Zu hören war jüngst auch, der Landesvorsitzende Daniel Wesener, langjähriger Mitarbeiter Ströbeles, interessiere sich für eine Kandidatur. „Das ist definitiv falsch“, sagte Wesener der taz. Er habe als Landesvorsitzender bereits einen tollen Job. Der Bildungspolitiker und Landesparlamentarier Özcan Mutlu, lange in Kreuzberg und nun in Mitte zu Hause, hatte bereits 2009 Ambitionen auf ein Bundestagsmandat. Für den Ströbele-Wahlkreis gilt er aber als chancenlos, seit er seinen Kreuzberger Abgeordnetenhauswahlkreis 2011 bereits in der parteiinternen Vorentscheidung verlor. Mutlu mochte sich dazu nicht äußern.

Behrendt schloss Interesse nicht aus. „Ich bestätige nichts und ich dementiere nichts“, sagte er der taz. Falls Ströbele nicht wieder antritt, kann sich Behrendt nach so langer Zeit mit männlichen grünen Direktkandidaten indes auch eine Frau vorstellen. Namen nannte er nicht.

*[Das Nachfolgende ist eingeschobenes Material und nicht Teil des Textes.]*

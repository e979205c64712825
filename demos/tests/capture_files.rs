//! Captures of the demo scene written to disk and read back.

use std::fs::File;
use std::io::BufWriter;

use showroom_demos::{CliFormat, ShowroomScene};
use showroom_graphics::{DeviceParameters, RenderLoop, RendererSettings, ShotRequest};

fn create_renderer(settings: RendererSettings) -> RenderLoop<ShowroomScene> {
    let mut renderer = RenderLoop::new(ShowroomScene::new(), settings)
        .with_device_parameters(DeviceParameters::dummy());
    renderer.initialize().unwrap();
    renderer.draw_at(0.0).unwrap();
    renderer
}

#[test]
fn test_downscaled_jpeg_on_disk() {
    let dir = tempfile::tempdir().unwrap();
    let path = dir.path().join("car.jpg");
    let mut renderer = create_renderer(RendererSettings::new().with_size(160, 90));

    let request = ShotRequest::new(640, 360)
        .with_downscale(0.5)
        .with_format(CliFormat::Jpeg.to_shot_format(85));
    let mut writer = BufWriter::new(File::create(&path).unwrap());
    let outcome = renderer.shot(&request, &mut writer, None, None).unwrap();
    drop(writer);

    assert!(!outcome.fast_path);
    let image = image::open(&path).unwrap();
    assert_eq!((image.width(), image.height()), (320, 180));
    assert_eq!((renderer.width(), renderer.height()), (160, 90));
}

#[test]
fn test_msaa_exr_burst_on_disk() {
    let dir = tempfile::tempdir().unwrap();
    let mut renderer =
        create_renderer(RendererSettings::new().with_size(64, 64).with_msaa(true));
    let request = ShotRequest::new(128, 128).with_format(CliFormat::Exr.to_shot_format(0));

    for index in 0..3 {
        renderer.draw_at(index as f32 * 0.25).unwrap();
        let path = dir.path().join(format!("frame_{index}.exr"));
        let mut writer = BufWriter::new(File::create(&path).unwrap());
        renderer.shot(&request, &mut writer, None, None).unwrap();
        drop(writer);

        let image = image::open(&path).unwrap();
        assert_eq!((image.width(), image.height()), (128, 128));
    }
    assert!(!renderer.shot_in_process());
    assert!(renderer.use_msaa());
}
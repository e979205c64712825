//! # Showroom Demos
//!
//! Binaries driving the showroom renderer.
//!
//! ## Available Demos
//!
//! - `shot` - Render the demo scene off-screen and capture it to image files
//! - `preview` - Show the demo scene in a window with live setting toggles

pub mod args;
pub mod scene;

pub use args::{CliBackend, CliFormat};
pub use scene::ShowroomScene;

/// Demos library version
pub const VERSION: &str = env!("CARGO_PKG_VERSION");

/// Initialize logging with `info` as the default filter.
pub fn init_logging() {
    env_logger::Builder::from_env(env_logger::Env::default().default_filter_or("info")).init();
}
//! Common utilities for integration tests.
//!
//! Tests are parameterized over [`Backend`] with `rstest`. The dummy backend
//! is always available; the wgpu backend needs a GPU and only runs when
//! `SHOWROOM_GPU_TESTS` is set.

#![allow(dead_code)]

use std::io::Cursor;
use std::sync::Arc;
use std::sync::atomic::{AtomicUsize, Ordering};

use showroom_graphics::{
    BackendType, Color, DeviceParameters, Effect, FrameContext, GraphicsDevice, Rect,
    RenderHooks, RenderLoop, RenderResult, RendererSettings,
};

// ============================================================================
// Backend Enumeration
// ============================================================================

/// Available GPU backends for testing.
#[derive(Debug, Clone, Copy, PartialEq, Eq, Hash)]
pub enum Backend {
    /// Dummy backend (CPU texel store).
    Dummy,
    /// WebGPU backend (via wgpu).
    WebGpu,
}

impl Backend {
    /// Check if this backend is currently available.
    pub fn is_available(&self) -> bool {
        match self {
            Backend::Dummy => true,
            #[cfg(feature = "wgpu-backend")]
            Backend::WebGpu => std::env::var_os("SHOWROOM_GPU_TESTS").is_some(),
            #[cfg(not(feature = "wgpu-backend"))]
            Backend::WebGpu => false,
        }
    }

    pub fn device_parameters(&self) -> DeviceParameters {
        match self {
            Backend::Dummy => DeviceParameters::dummy(),
            Backend::WebGpu => DeviceParameters::new()
                .with_backend(BackendType::Wgpu)
                .with_label("integration tests"),
        }
    }
}

/// Create a device, or `None` if the backend cannot run here.
pub fn create_device(backend: Backend) -> Option<Arc<GraphicsDevice>> {
    if !backend.is_available() {
        return None;
    }
    match GraphicsDevice::new(&backend.device_parameters()) {
        Ok(device) => Some(device),
        Err(e) => {
            eprintln!("Failed to create {:?} device: {}", backend, e);
            None
        }
    }
}

// ============================================================================
// Test Scene
// ============================================================================

/// Scene that paints the left half of the frame red and the right half blue.
///
/// Counts hook invocations so tests can assert on the frame flow.
#[derive(Default)]
pub struct SplitScene {
    pub resizes: usize,
    pub ticks: Vec<f32>,
    pub frames: usize,
    pub fail_draw: bool,
}

pub const LEFT: [u8; 4] = [255, 0, 0, 255];
pub const RIGHT: [u8; 4] = [0, 0, 255, 255];

impl RenderHooks for SplitScene {
    fn resize_resources(&mut self, _ctx: &mut FrameContext<'_>) -> RenderResult<()> {
        self.resizes += 1;
        Ok(())
    }

    fn on_tick(&mut self, dt: f32) {
        self.ticks.push(dt);
    }

    fn draw_frame(&mut self, ctx: &mut FrameContext<'_>) -> RenderResult<()> {
        if self.fail_draw {
            return Err(showroom_graphics::RenderError::Backend(
                "scene failed to draw".to_string(),
            ));
        }
        let target = ctx.render_target()?;
        let (width, height) = target.size();
        ctx.clear_depth(1.0)?;
        ctx.clear(Color::new(0.0, 0.0, 1.0, 1.0))?;
        ctx.device().fill_rect(
            target,
            Rect::new(0, 0, width / 2, height),
            Color::new(1.0, 0.0, 0.0, 1.0),
        )?;
        self.frames += 1;
        Ok(())
    }
}

/// An initialized off-screen renderer, or `None` if the backend cannot run.
pub fn create_renderer(
    backend: Backend,
    settings: RendererSettings,
) -> Option<RenderLoop<SplitScene>> {
    if !backend.is_available() {
        return None;
    }
    let mut renderer = RenderLoop::new(SplitScene::default(), settings)
        .with_device_parameters(backend.device_parameters());
    match renderer.initialize() {
        Ok(()) => Some(renderer),
        Err(e) => {
            eprintln!("Failed to initialize {:?} renderer: {}", backend, e);
            None
        }
    }
}

/// Decode an encoded capture.
pub fn decode(out: Cursor<Vec<u8>>) -> image::DynamicImage {
    image::load_from_memory(&out.into_inner()).expect("capture should decode")
}

// ============================================================================
// Counting Effect
// ============================================================================

/// Effect counting how often it was initialized and disposed.
#[derive(Default)]
pub struct CountingEffect {
    pub initialized: usize,
    pub disposed: Arc<AtomicUsize>,
}

impl Effect for CountingEffect {
    fn initialize(&mut self, _device: &Arc<GraphicsDevice>) -> RenderResult<()> {
        self.initialized += 1;
        Ok(())
    }

    fn dispose(&self) {
        self.disposed.fetch_add(1, Ordering::SeqCst);
    }
}
//! # Showroom Graphics
//!
//! Renderer core for the showroom: device and swap-chain lifecycle, a
//! dirty-driven render loop and an off-screen frame capture pipeline.
//!
//! ## Overview
//!
//! This crate provides:
//! - [`GraphicsDevice`] - GPU device with resource creation and tracking
//! - [`ResourceRegistry`] - Effects, helpers, named slots and shared resources
//! - [`RenderSurfaceManager`] - Render/depth targets, resolution multiplier, MSAA
//! - [`RenderLoop`] - Initialization, frame ticking, drawing and disposal
//! - [`RenderLoop::shot`] - Capture at any size, downscale, crop and format
//! - [`FrameClock`] - Frame deltas and FPS over a rolling window
//! - Multiple backend support: wgpu and Dummy (for testing)
//!
//! Scene content is supplied through [`RenderHooks`].
//!
//! ## Example
//!
//! ```
//! use std::io::Cursor;
//! use showroom_graphics::{
//!     Color, DeviceParameters, FrameContext, RenderHooks, RenderLoop, RenderResult,
//!     RendererSettings, ShotRequest,
//! };
//!
//! struct Scene;
//!
//! impl RenderHooks for Scene {
//!     fn draw_frame(&mut self, ctx: &mut FrameContext<'_>) -> RenderResult<()> {
//!         ctx.clear(Color::WHITE)
//!     }
//! }
//!
//! let mut renderer = RenderLoop::new(Scene, RendererSettings::new().with_size(640, 360))
//!     .with_device_parameters(DeviceParameters::dummy());
//! renderer.initialize()?;
//! renderer.draw()?;
//!
//! let mut png = Cursor::new(Vec::new());
//! renderer.shot(&ShotRequest::new(1280, 720), &mut png, None, None)?;
//! renderer.dispose();
//! # Ok::<(), showroom_graphics::RenderError>(())
//! ```

pub mod backend;
pub mod capture;
pub mod clock;
pub mod device;
pub mod error;
pub mod helpers;
pub mod registry;
pub mod renderer;
pub mod resources;
pub mod settings;
pub mod sprite;
pub mod surface;
pub mod swapchain;
pub mod target;
pub mod types;

// Re-export main types for convenience
pub use backend::{GpuBackend, GpuTexture};
pub use capture::{
    CancellationToken, ProgressSink, ShotFormat, ShotOutcome, ShotRequest, Subrange,
    encode_texture,
};
pub use clock::FrameClock;
pub use device::{AdapterInfo, BackendType, DeviceParameters, FeatureLevel, GraphicsDevice};
pub use error::{RenderError, RenderResult};
pub use helpers::{CopyHelper, DownsampleHelper};
pub use registry::{
    CommonStates, Disposable, Effect, QuadBuffers, RegistryEvent, RenderHelper,
    ResourceRegistry, ScreenSizeEffect, SubscriptionId,
};
pub use renderer::{FrameContext, HostWindow, RenderHooks, RenderLoop};
pub use resources::{Buffer, Sampler, Texture};
pub use settings::RendererSettings;
pub use sprite::SpriteLayer;
pub use surface::{RenderSurfaceManager, RenderViewToken};
pub use swapchain::{OutputHandle, SwapChain, SwapChainDescriptor, SwapEffect};
pub use target::TargetTexture;
pub use types::{
    BufferDescriptor, BufferUsage, Color, Rect, Region, SampleDescription, SamplerDescriptor,
    TextureDescriptor, TextureFormat, TextureUsage, Viewport,
};

/// Graphics library version
pub const VERSION: &str = env!("CARGO_PKG_VERSION");

/// Initialize the graphics subsystem.
///
/// This should be called before using any graphics functionality.
pub fn init() {
    log::info!("Showroom Graphics v{} initialized", VERSION);
}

Klärt sich bis zum Herbst, dass Behrendt auf Ströbele folgt, hätte das große Auswirkungen auf die grüne Abgeordnetenhausfraktion. Die will im Oktober zu einer Doppelspitze zurückkehren. Derzeit führt Ramona Pop, Exponentin des Realo-Flügels, die Fraktion nach dem Rücktritt ihres langjährigen Kovorsitzenden Volker Ratzmann Ende 2011 allein. Ratzmann gab im Februar auch sein Abgeordnetenmandat auf. An Pops Seite wird absehbar ein Vertreter des linken Flügels treten – die Forderung dieses Lagers nach einem der beiden Spitzenposten hatte den tiefen Streit im vergangenen Herbst ausgelöst.

Das aber führt zu einem Dilemma. Normalerweise müsste Behrendt als führender Kopf der Linken Kofraktionschef werden. Er ist aber für viele Realos eine zu polarisierende Figur. Das gilt weiterhin – auch nachdem Behrendt beim Parteitag im Januar bei seinen Gegnern öffentlich Abbitte leistete. „Ich möchte mich entschuldigen bei denen, denen ich Wunden geschlagen habe“, sagte Behrendt damals. Ein Fraktionskollege hatte ihm zwei Monate zuvor vorgeworfen, einen „Vernichtungsfeldzug“ zu führen. So wie der frühere Fraktionschef Ratzmann aber ein rotes Tuch für die Parteilinken war, so bleibt es Behrend trotz seiner Entschuldigung für zahlreiche Realos.

Wird deshalb ein anderer Linker Fraktionschef, hätte der zwangsläufig ein Akzeptanzproblem. Denn auch Behrendts Gegner gestehen ihm zu, er sei ein brillanter Kopf und herausragender Redner – er nutze das bloß nicht, um zu integrieren. Er wäre zwangsläufig weiter die eigentliche Führungsfigur der Linken, egal wer an Pops Seite rückt. Wechselt Behrendt jedoch in den Bundestag, wäre nach Ratzmanns Rückzug die zweite polarisierende Figur aus der Fraktion raus und das Konfliktpotenzial verringert.